╔══

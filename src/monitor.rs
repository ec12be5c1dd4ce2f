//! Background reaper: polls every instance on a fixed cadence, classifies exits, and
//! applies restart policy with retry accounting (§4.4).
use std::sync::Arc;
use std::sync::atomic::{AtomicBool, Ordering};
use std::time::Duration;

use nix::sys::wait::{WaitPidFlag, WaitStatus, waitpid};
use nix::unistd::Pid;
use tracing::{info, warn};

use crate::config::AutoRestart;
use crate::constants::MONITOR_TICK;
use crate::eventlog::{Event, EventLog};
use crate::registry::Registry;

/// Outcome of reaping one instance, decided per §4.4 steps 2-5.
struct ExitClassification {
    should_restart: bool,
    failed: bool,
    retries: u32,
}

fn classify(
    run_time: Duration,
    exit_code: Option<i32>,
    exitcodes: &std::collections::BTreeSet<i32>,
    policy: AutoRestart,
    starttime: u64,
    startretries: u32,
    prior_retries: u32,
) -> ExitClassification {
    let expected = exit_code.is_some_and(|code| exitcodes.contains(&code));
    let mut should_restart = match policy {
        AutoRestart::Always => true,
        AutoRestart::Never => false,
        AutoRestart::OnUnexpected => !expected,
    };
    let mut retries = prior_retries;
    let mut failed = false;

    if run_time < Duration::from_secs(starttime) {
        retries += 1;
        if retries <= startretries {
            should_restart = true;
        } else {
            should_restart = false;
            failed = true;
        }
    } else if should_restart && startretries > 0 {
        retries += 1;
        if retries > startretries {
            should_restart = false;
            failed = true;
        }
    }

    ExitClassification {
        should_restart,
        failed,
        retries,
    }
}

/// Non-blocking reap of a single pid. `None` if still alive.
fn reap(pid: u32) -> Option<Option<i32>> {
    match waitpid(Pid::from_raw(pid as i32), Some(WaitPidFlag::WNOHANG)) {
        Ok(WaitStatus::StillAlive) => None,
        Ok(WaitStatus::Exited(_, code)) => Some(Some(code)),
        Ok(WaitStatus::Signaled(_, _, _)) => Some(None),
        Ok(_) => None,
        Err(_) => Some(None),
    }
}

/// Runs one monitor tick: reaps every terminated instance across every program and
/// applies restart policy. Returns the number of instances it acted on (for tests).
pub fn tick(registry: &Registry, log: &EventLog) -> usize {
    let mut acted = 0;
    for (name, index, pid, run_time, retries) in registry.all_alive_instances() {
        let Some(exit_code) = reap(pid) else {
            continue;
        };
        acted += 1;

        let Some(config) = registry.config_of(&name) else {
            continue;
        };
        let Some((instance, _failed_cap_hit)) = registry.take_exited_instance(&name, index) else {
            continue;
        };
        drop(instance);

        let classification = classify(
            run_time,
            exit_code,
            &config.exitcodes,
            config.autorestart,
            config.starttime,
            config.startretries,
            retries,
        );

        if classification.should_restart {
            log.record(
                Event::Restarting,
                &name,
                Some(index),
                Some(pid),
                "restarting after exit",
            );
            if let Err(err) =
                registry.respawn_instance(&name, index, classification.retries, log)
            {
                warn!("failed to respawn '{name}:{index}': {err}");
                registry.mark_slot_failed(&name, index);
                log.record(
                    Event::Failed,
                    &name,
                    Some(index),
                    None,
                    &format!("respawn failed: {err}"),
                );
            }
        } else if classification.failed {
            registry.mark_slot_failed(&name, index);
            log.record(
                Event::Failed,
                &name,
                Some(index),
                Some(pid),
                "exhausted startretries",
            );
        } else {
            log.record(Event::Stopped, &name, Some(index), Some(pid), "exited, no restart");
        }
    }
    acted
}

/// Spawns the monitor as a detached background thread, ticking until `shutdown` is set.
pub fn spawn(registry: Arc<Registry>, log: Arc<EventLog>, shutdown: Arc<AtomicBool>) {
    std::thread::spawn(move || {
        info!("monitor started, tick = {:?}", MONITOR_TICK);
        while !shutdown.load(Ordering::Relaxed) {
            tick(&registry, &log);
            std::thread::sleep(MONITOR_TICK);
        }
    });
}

╚══

▶ _WHAT YOU NEED TO DO_
Exact retyping of every entry is required.

▶ _FINISHED EXERCISE_
filename src/monitor.rs
repository ec12be5c1dd4ce2f
//! Background reaper: polls every instance on a fixed cadence, classifies exits, and
//! applies restart policy with retry accounting (§4.4).
use std::sync::Arc;
use std::sync::atomic::{AtomicBool, Ordering};
use std::time::Duration;

use nix::sys::wait::{WaitPidFlag, WaitStatus, waitpid};
use nix::unistd::Pid;
use tracing::{info, warn};

use crate::config::AutoRestart;
use crate::constants::MONITOR_TICK;
use crate::eventlog::{Event, EventLog};
use crate::registry::Registry;

/// Outcome of reaping one instance, decided per §4.4 steps 2-5.
struct ExitClassification {
    should_restart: bool,
    failed: bool,
    retries: u32,
}

fn classify(
    run_time: Duration,
    exit_code: Option<i32>,
    exitcodes: &std::collections::BTreeSet<i32>,
    policy: AutoRestart,
    starttime: u64,
    startretries: u32,
    prior_retries: u32,
) -> ExitClassification {
    let expected = exit_code.is_some_and(|code| exitcodes.contains(&code));
    let mut should_restart = match policy {
        AutoRestart::Always => true,
        AutoRestart::Never => false,
        AutoRestart::OnUnexpected => !expected,
    };
    let mut retries = prior_retries;
    let mut failed = false;

    if run_time < Duration::from_secs(starttime) {
        retries += 1;
        if retries <= startretries {
            should_restart = true;
        } else {
            should_restart = false;
            failed = true;
        }
    } else if should_restart && startretries > 0 {
        retries += 1;
        if retries > startretries {
            should_restart = false;
            failed = true;
        }
    }

    ExitClassification {
        should_restart,
        failed,
        retries,
    }
}

/// Non-blocking reap of a single pid. `None` if still alive.
fn reap(pid: u32) -> Option<Option<i32>> {
    match waitpid(Pid::from_raw(pid as i32), Some(WaitPidFlag::WNOHANG)) {
        Ok(WaitStatus::StillAlive) => None,
        Ok(WaitStatus::Exited(_, code)) => Some(Some(code)),
        Ok(WaitStatus::Signaled(_, _, _)) => Some(None),
        Ok(_) => None,
        Err(_) => Some(None),
    }
}

/// Runs one monitor tick: reaps every terminated instance across every program and
/// applies restart policy. Returns the number of instances it acted on (for tests).
pub fn tick(registry: &Registry, log: &EventLog) -> usize {
    let mut acted = 0;
    for (name, index, pid, run_time, retries) in registry.all_alive_instances() {
        let Some(exit_code) = reap(pid) else {
            continue;
        };
        acted += 1;

        let Some(config) = registry.config_of(&name) else {
            continue;
        };
        let Some((instance, _failed_cap_hit)) = registry.take_exited_instance(&name, index) else {
            continue;
        };
        drop(instance);

        let classification = classify(
            run_time,
            exit_code,
            &config.exitcodes,
            config.autorestart,
            config.starttime,
            config.startretries,
            retries,
        );

        if classification.should_restart {
            log.record(
                Event::Restarting,
                &name,
                Some(index),
                Some(pid),
                "restarting after exit",
            );
            if let Err(err) =
                registry.respawn_instance(&name, index, classification.retries, log)
            {
                warn!("failed to respawn '{name}:{index}': {err}");
                registry.mark_slot_failed(&name, index);
                log.record(
                    Event::Failed,
                    &name,
                    Some(index),
                    None,
                    &format!("respawn failed: {err}"),
                );
            }
        } else if classification.failed {
            registry.mark_slot_failed(&name, index);
            log.record(
                Event::Failed,
                &name,
                Some(index),
                Some(pid),
                "exhausted startretries",
            );
        } else {
            log.record(Event::Stopped, &name, Some(index), Some(pid), "exited, no restart");
        }
    }
    acted
}

/// Spawns the monitor as a detached background thread, ticking until `shutdown` is set.
pub fn spawn(registry: Arc<Registry>, log: Arc<EventLog>, shutdown: Arc<AtomicBool>) {
    std::thread::spawn(move || {
        info!("monitor started, tick = {:?}", MONITOR_TICK);
        while !shutdown.load(Ordering::Relaxed) {
            tick(&registry, &log);
            std::thread::sleep(MONITOR_TICK);
        }
    });
}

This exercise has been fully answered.